Orca Security Launches Cloud Forensics and Incident Response Service for Rapid Cloud Incident Investigation

Orca Security, a leader in agentless cloud security, has unveiled new features and services aimed at improving the speed and efficiency of investigating and responding to attacks on cloud-native infrastructure. In collaboration with ModePUSH, Orca now provides cloud digital forensics and incident response services, enabling organizations to swiftly triage, investigate, and resolve security incidents using insights from the Orca Cloud Native Application Protection Platform.

 

As cloud environments grow increasingly complex with the use of multiple cloud service providers and advanced features, vulnerabilities become more prevalent.
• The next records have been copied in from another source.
//! Service reconciler: converges each service's pods to its declaration.
//!
//! Each pass loads the service and its pods, asks the pure planner what to
//! do, and applies the actions through the store gateway. The reconciler
//! never mutates a pod in place: it creates new pods or stops existing
//! ones. Passes run serially per service and concurrently across services
//! (the controller loop enforces the keying).

use std::collections::HashSet;
use std::sync::Arc;
use std::time::Instant;

use chrono::Utc;
use stark_common::args::TimingArgs;
use stark_common::protocol::ServerFrame;
use stark_common::types::{
    FailureState, Pod, PodStatus, Service, ServiceStatus,
};
use stark_common::Result;
use stark_store::pods::{NewPod, PodFilter, TransitionPatch};
use stark_store::services::ServicePatch;
use stark_store::{Store, StoreError, namespaces, nodes, packs, pods, services};
use uuid::Uuid;

use crate::agent::Connections;
use crate::metrics;
use crate::registry::NODE_NAME_LABEL;
use crate::scheduler::NodeSnapshot;
use crate::scheduler::filter::daemonset_eligible;

pub mod planner;

use planner::{Action, PlanInput, plan};

/// Priority given to service-owned pods; free pods choose their own.
const SERVICE_POD_PRIORITY: i32 = 100;

pub struct Reconciler {
    store: Store,
    connections: Arc<Connections>,
    timing: TimingArgs,
}
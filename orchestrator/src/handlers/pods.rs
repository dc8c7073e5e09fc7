use axum::extract::{Path, Query, State};
use axum::response::IntoResponse;
use axum::{Extension, Json};
use serde::Deserialize;
use serde_json::json;
use stark_common::types::{
    DEFAULT_NAMESPACE, Labels, PodResources, PRIORITY_MAX, PRIORITY_MIN,
    SchedulingConstraints, Toleration,
};
use stark_common::{Error, error::ok};
use stark_store::pods::{self, NewPod, PodFilter};
use stark_store::{StoreError, namespaces, packs};
use uuid::Uuid;

use crate::auth::Principal;
use crate::state::AppState;

#[derive(Debug, Deserialize)]
#[serde(rename_all = "camelCase")]
pub struct CreatePodRequest {
    pub pack_name: String,
    /// Omitted means the latest registered version.
    #[serde(default)]
    pub pack_version: Option<String>,
    #[serde(default)]
    pub namespace: Option<String>,
    #[serde(default)]
    pub priority: Option<i32>,
    #[serde(default)]
    pub labels: Labels,
    #[serde(default)]
    pub tolerations: Vec<Toleration>,
    #[serde(default)]
    pub scheduling: SchedulingConstraints,
    #[serde(default)]
    pub resource_requests: Option<PodResources>,
    #[serde(default)]
    pub resource_limits: Option<PodResources>,
}

#[derive(Debug, Deserialize)]
#[serde(rename_all = "camelCase")]
pub struct PodListQuery {
    #[serde(default)]
    pub namespace: Option<String>,
    #[serde(default)]
    pub service_id: Option<Uuid>,
    #[serde(default)]
    pub node_id: Option<Uuid>,
    #[serde(default)]
    pub offset: i64,
    #[serde(default)]
    pub limit: Option<i64>,
}

#[derive(Debug, Deserialize)]
#[serde(rename_all = "camelCase")]
pub struct RollbackRequest {
    pub target_version: String,
}

/// `POST /api/pods`: a free pod managed directly, not owned by a service.
pub async fn create(
    State(state): State<AppState>,
    Extension(principal): Extension<Principal>,
    Json(req): Json<CreatePodRequest>,
) -> Result<impl IntoResponse, Error> {
    let namespace = req.namespace.unwrap_or_else(|| DEFAULT_NAMESPACE.to_string());
    let priority = req.priority.unwrap_or(0);
    if !(PRIORITY_MIN..=PRIORITY_MAX).contains(&priority) {
        return Err(Error::Validation(format!(
            "priority must be within {PRIORITY_MIN}..={PRIORITY_MAX}"
        )));
    }

    let pack = match &req.pack_version {
        Some(version) => packs::get_by_name_version(&state.store, &req.pack_name, version).await?,
        None => packs::latest(&state.store, &req.pack_name)
            .await?
            .ok_or_else(|| Error::NotFound(format!("pack {}", req.pack_name)))?,
    };

    // Namespace admission: Terminating blocks new pods; the limit range
    // fills in missing requests.
    let mut requests = req.resource_requests.unwrap_or_default();
    match namespaces::get(&state.store, &namespace).await {
        Ok(ns) => {
            if ns.phase == stark_common::types::NamespacePhase::Terminating {
                return Err(Error::Policy(format!(
                    "namespace {namespace} is terminating"
                )));
            }
            if let Some(limits) = ns.limit_range {
                if requests.cpu == 0 {
                    requests.cpu = limits.default_cpu.unwrap_or(0);
                }
                if requests.memory == 0 {
                    requests.memory = limits.default_memory.unwrap_or(0);
                }
            }
        }
        Err(StoreError::NotFound(_)) if namespace == DEFAULT_NAMESPACE => {}
        Err(StoreError::NotFound(_)) => {
            return Err(Error::NotFound(format!("namespace {namespace}")));
        }
        Err(e) => return Err(e.into()),
    }

    let pod = pods::create(
        &state.store,
        Uuid::new_v4(),
        NewPod {
            pack_id: pack.id,
            pack_version: pack.version.clone(),
            namespace,
            priority,
            labels: req.labels,
            tolerations: req.tolerations,
            scheduling: req.scheduling,
            resource_requests: requests,
            resource_limits: req.resource_limits,
            created_by: principal.id,
            service_id: None,
        },
    )
    .await?;
    Ok((axum::http::StatusCode::CREATED, ok(pod)))
}

/// `GET /api/pods`
pub async fn list(
    State(state): State<AppState>,
    Query(query): Query<PodListQuery>,
) -> Result<impl IntoResponse, Error> {
    let filter = PodFilter {
        namespace: query.namespace,
        service_id: query.service_id,
        node_id: query.node_id,
        statuses: None,
    };
    let limit = query.limit.unwrap_or(100).clamp(1, 1000);
    let items = pods::list(&state.store, &filter, query.offset, limit).await?;
    Ok(ok(items))
}

/// `GET /api/pods/{id}`
pub async fn get(
    State(state): State<AppState>,
    Path(id): Path<Uuid>,
) -> Result<impl IntoResponse, Error> {
    Ok(ok(pods::get_by_id(&state.store, id).await?))
}

/// `GET /api/pods/{id}/status`
pub async fn status(
    State(state): State<AppState>,
    Path(id): Path<Uuid>,
) -> Result<impl IntoResponse, Error> {
    let pod = pods::get_by_id(&state.store, id).await?;
    Ok(ok(json!({
        "status": pod.status,
        "statusMessage": pod.status_message,
        "nodeId": pod.node_id,
        "startedAt": pod.started_at,
        "stoppedAt": pod.stopped_at,
    })))
}

/// `GET /api/pods/{id}/history`
pub async fn history(
    State(state): State<AppState>,
    Path(id): Path<Uuid>,
) -> Result<impl IntoResponse, Error> {
    // 404 for a pod that never existed.
    pods::get_by_id(&state.store, id).await?;
    Ok(ok(pods::history(&state.store, id).await?))
}

/// `POST /api/pods/{id}/rollback`: replace a free pod with one running the
/// target version. Rolling back to the current version is a conflict and
/// leaves state untouched.
pub async fn rollback(
    State(state): State<AppState>,
    Extension(principal): Extension<Principal>,
    Path(id): Path<Uuid>,
    Json(req): Json<RollbackRequest>,
) -> Result<impl IntoResponse, Error> {
    let pod = pods::get_by_id(&state.store, id).await?;
    if pod.pack_version == req.target_version {
        return Err(Error::Conflict("SameVersion".into()));
    }
    if pod.service_id.is_some() {
        return Err(Error::Validation(
            "service-owned pods roll back through their service".into(),
        ));
    }
    let pack = packs::get_by_id(&state.store, pod.pack_id).await?;
    let target = packs::get_by_name_version(&state.store, &pack.name, &req.target_version).await?;

    let corr = Uuid::new_v4();
    let replacement = pods::create(
        &state.store,
        corr,
        NewPod {
            pack_id: target.id,
            pack_version: target.version.clone(),
            namespace: pod.namespace.clone(),
            priority: pod.priority,
            labels: pod.labels.clone(),
            tolerations: pod.tolerations.clone(),
            scheduling: pod.scheduling.clone(),
            resource_requests: pod.resource_requests,
            resource_limits: pod.resource_limits,
            created_by: principal.id,
            service_id: None,
        },
    )
    .await?;
    state
        .reconciler
        .stop_pod(corr, pod.id, &format!("rolled back to {}", target.version))
        .await?;
    Ok(ok(replacement))
}

/// `DELETE /api/pods/{id}`: graceful stop.
pub async fn delete(
    State(state): State<AppState>,
    Path(id): Path<Uuid>,
) -> Result<impl IntoResponse, Error> {
    pods::get_by_id(&state.store, id).await?;
    state
        .reconciler
        .stop_pod(Uuid::new_v4(), id, "deleted by operator")
        .await?;
    Ok(ok(json!({ "stopping": id })))
}
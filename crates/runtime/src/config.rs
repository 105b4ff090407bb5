//! Runtime configuration structures and loaders.
use std::env;
use std::time::Duration;

use thiserror::Error;

#[derive(Debug, Error, PartialEq, Eq)]
pub enum ConfigError {
    #[error("{key} must be greater than zero")]
    Zero { key: &'static str },
}

/// Runtime configuration shared across the orchestrator and distributor.
#[derive(Clone, Debug)]
pub struct RuntimeConfig {
    pub timing: TimingConfig,
    pub pacing: PacingConfig,
    pub command_buffer_size: usize,
    /// Capacity of the live-event broadcast buffer per distributor.
    pub event_buffer_size: usize,
    pub observation_capacity: usize,
    /// Silence after which a subscription yields a keep-alive.
    pub keepalive_interval: Duration,
    /// How long a finished bout stays replayable.
    pub grace_period: Duration,
    /// Attempts for idempotent ledger reads. 1 disables retry.
    pub ledger_read_attempts: u32,
    pub ledger_retry_backoff: Duration,
    /// Budget for each narrator call before it yields empty text.
    pub narrative_timeout: Duration,
}

impl Default for RuntimeConfig {
    fn default() -> Self {
        Self {
            timing: TimingConfig::default(),
            pacing: PacingConfig::default(),
            command_buffer_size: 32,
            event_buffer_size: 256,
            observation_capacity: 500,
            keepalive_interval: Duration::from_secs(15),
            grace_period: Duration::from_secs(10),
            ledger_read_attempts: 1,
            ledger_retry_backoff: Duration::from_millis(500),
            narrative_timeout: Duration::from_secs(10),
        }
    }
}

impl RuntimeConfig {
    /// Construct configuration from process environment variables.
    ///
    /// Environment variables (durations in milliseconds unless noted):
    /// - `ARENA_COMMAND_BUFFER` - Orchestrator mailbox size (default: 32)
    /// - `ARENA_EVENT_BUFFER` - Live event broadcast capacity (default: 256)
    /// - `ARENA_OBSERVATION_CAPACITY` - Observation log entries (default: 500)
    /// - `ARENA_KEEPALIVE_MS` - Subscription keep-alive interval (default: 15000)
    /// - `ARENA_GRACE_MS` - Replay window after a bout ends (default: 10000)
    /// - `ARENA_LEDGER_READ_ATTEMPTS` - Attempts for ledger reads (default: 1)
    /// - `ARENA_LEDGER_RETRY_BACKOFF_MS` - Backoff step between read attempts (default: 500)
    /// - `ARENA_NARRATIVE_TIMEOUT_MS` - Per-call narrator budget (default: 10000)
    /// - `ARENA_ZERO_WINDOW_CLOSE_SECS` - Pool close offset when no window is requested (default: 60)
    /// - `ARENA_DEFAULT_REVEAL_DELAY_SECS` - Fallback reveal delay (default: 10)
    /// - `ARENA_REVEAL_BUFFER_SECS` - Safety margin added to the reveal delay (default: 2)
    /// - `ARENA_TURN_DELAY_MS` / `ARENA_HEAVY_TURN_DELAY_MS` / `ARENA_CRIT_TURN_DELAY_MS`
    /// - `ARENA_HEAVY_DAMAGE` - Damage at which a turn counts as heavy (default: 18)
    /// - `ARENA_CLOSING_PAUSE_MS` - Pause before the end event (default: 1500)
    pub fn from_env() -> Self {
        let mut config = Self::default();

        if let Some(capacity) = read_env::<usize>("ARENA_COMMAND_BUFFER") {
            config.command_buffer_size = capacity.max(1);
        }
        if let Some(capacity) = read_env::<usize>("ARENA_EVENT_BUFFER") {
            config.event_buffer_size = capacity.max(1);
        }
        if let Some(capacity) = read_env::<usize>("ARENA_OBSERVATION_CAPACITY") {
            config.observation_capacity = capacity.max(1);
        }
        if let Some(ms) = read_env::<u64>("ARENA_KEEPALIVE_MS") {
            config.keepalive_interval = Duration::from_millis(ms.max(1));
        }
        if let Some(ms) = read_env::<u64>("ARENA_GRACE_MS") {
            config.grace_period = Duration::from_millis(ms);
        }
        if let Some(attempts) = read_env::<u32>("ARENA_LEDGER_READ_ATTEMPTS") {
            config.ledger_read_attempts = attempts.max(1);
        }
        if let Some(ms) = read_env::<u64>("ARENA_LEDGER_RETRY_BACKOFF_MS") {
            config.ledger_retry_backoff = Duration::from_millis(ms);
        }
        if let Some(ms) = read_env::<u64>("ARENA_NARRATIVE_TIMEOUT_MS") {
            config.narrative_timeout = Duration::from_millis(ms);
        }

        config.timing = TimingConfig::from_env();
        config.pacing = PacingConfig::from_env();
        config
    }

    pub fn validate(&self) -> Result<(), ConfigError> {
        if self.command_buffer_size == 0 {
            return Err(ConfigError::Zero {
                key: "command_buffer_size",
            });
        }
        if self.event_buffer_size == 0 {
            return Err(ConfigError::Zero {
                key: "event_buffer_size",
            });
        }
        if self.observation_capacity == 0 {
            return Err(ConfigError::Zero {
                key: "observation_capacity",
            });
        }
        if self.keepalive_interval.is_zero() {
            return Err(ConfigError::Zero {
                key: "keepalive_interval",
            });
        }
        if self.narrative_timeout.is_zero() {
            return Err(ConfigError::Zero {
                key: "narrative_timeout",
            });
        }
        if self.ledger_read_attempts == 0 {
            return Err(ConfigError::Zero {
                key: "ledger_read_attempts",
            });
        }
        Ok(())
    }
}

/// Stage timing for the bout pipeline.
#[derive(Clone, Debug)]
pub struct TimingConfig {
    /// Pool close offset when a caller requests no betting window.
    pub zero_window_close: Duration,
    /// Used when the ledger cannot report its minimum reveal delay.
    pub default_reveal_delay: Duration,
    /// Added on top of the ledger's minimum so the reveal never lands early.
    pub reveal_buffer: Duration,
}

impl Default for TimingConfig {
    fn default() -> Self {
        Self {
            zero_window_close: Duration::from_secs(60),
            default_reveal_delay: Duration::from_secs(10),
            reveal_buffer: Duration::from_secs(2),
        }
    }
}

impl TimingConfig {
    fn from_env() -> Self {
        let mut timing = Self::default();
        if let Some(secs) = read_env::<u64>("ARENA_ZERO_WINDOW_CLOSE_SECS") {
            timing.zero_window_close = Duration::from_secs(secs);
        }
        if let Some(secs) = read_env::<u64>("ARENA_DEFAULT_REVEAL_DELAY_SECS") {
            timing.default_reveal_delay = Duration::from_secs(secs);
        }
        if let Some(secs) = read_env::<u64>("ARENA_REVEAL_BUFFER_SECS") {
            timing.reveal_buffer = Duration::from_secs(secs);
        }
        timing
    }
}

/// Spectator-facing pacing of streamed turns.
#[derive(Clone, Debug)]
pub struct PacingConfig {
    pub turn_delay: Duration,
    pub heavy_turn_delay: Duration,
    pub critical_turn_delay: Duration,
    /// Damage at or above which a turn counts as heavy.
    pub heavy_damage: u32,
    pub closing_pause: Duration,
}

impl Default for PacingConfig {
    fn default() -> Self {
        Self {
            turn_delay: Duration::from_millis(1200),
            heavy_turn_delay: Duration::from_millis(1800),
            critical_turn_delay: Duration::from_millis(2500),
            heavy_damage: 18,
            closing_pause: Duration::from_millis(1500),
        }
    }
}

impl PacingConfig {
    /// No pauses at all; useful for tests and batch verification.
    pub fn instant() -> Self {
        Self {
            turn_delay: Duration::ZERO,
            heavy_turn_delay: Duration::ZERO,
            critical_turn_delay: Duration::ZERO,
            heavy_damage: u32::MAX,
            closing_pause: Duration::ZERO,
        }
    }

    /// Delay to hold after streaming `turn`.
    pub fn delay_for(&self, turn: &fight_core::TurnRecord) -> Duration {
        if turn.critical {
            self.critical_turn_delay
        } else if turn.damage >= self.heavy_damage {
            self.heavy_turn_delay
        } else {
            self.turn_delay
        }
    }

    fn from_env() -> Self {
        let mut pacing = Self::default();
        if let Some(ms) = read_env::<u64>("ARENA_TURN_DELAY_MS") {
            pacing.turn_delay = Duration::from_millis(ms);
        }
        if let Some(ms) = read_env::<u64>("ARENA_HEAVY_TURN_DELAY_MS") {
            pacing.heavy_turn_delay = Duration::from_millis(ms);
        }
        if let Some(ms) = read_env::<u64>("ARENA_CRIT_TURN_DELAY_MS") {
            pacing.critical_turn_delay = Duration::from_millis(ms);
        }
        if let Some(damage) = read_env::<u32>("ARENA_HEAVY_DAMAGE") {
            pacing.heavy_damage = damage;
        }
        if let Some(ms) = read_env::<u64>("ARENA_CLOSING_PAUSE_MS") {
            pacing.closing_pause = Duration::from_millis(ms);
        }
        pacing
    }
}

pub(crate) fn read_env<T>(key: &str) -> Option<T>
where
    T: std::str::FromStr,
{
    env::var(key).ok()?.parse().ok()
}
According to Orca’s latest report, 81% of organizations have public-facing assets with open ports, and 82% have exposed Kubernetes API servers, highlighting significant security concerns.

 

Gil Geron, CEO and co-founder of Orca Security, stresses the importance of comprehensive visibility into cloud risks. He explains that as organizations embrace more advanced cloud services, the complexity of their environments increases, providing attackers with more entry points. Orca’s goal is to strengthen cloud security by offering in-depth visibility into risk factors. The platform upgrades and partnership with ModePUSH aim to help organizations quickly identify and address breaches across their cloud infrastructure and application layers.

 

The Orca Cloud Native Application Protection Platform now integrates Cloud Detection and Response (CDR) capabilities, combining SideScanning snapshots with cloud provider audit logs and third-party agents to detect suspicious activities and advanced threats. A standout feature is forensic snapshots, which allow security and incident response teams to quickly generate forensic images of workloads, eliminating the need for external processes or additional teams and streamlining incident response.

 

Handling incidents across various systems and services can be challenging, but with Orca’s platform, teams can efficiently gather forensic snapshots and manage incidents directly within the Orca Cloud Security Platform, bypassing the need for manual snapshotting of individual assets. The partnership with ModePUSH, a respected cybersecurity consulting firm, enhances this capability by providing detailed analysis of Orca’s data.

 

Ben Harel, Co-Founder of ModePUSH, emphasizes the critical need for effective cloud security and visibility. He explains that this partnership allows ModePUSH to deliver enhanced data and cloud telemetry to security and incident response teams, improving their ability to efficiently investigate and respond to breaches.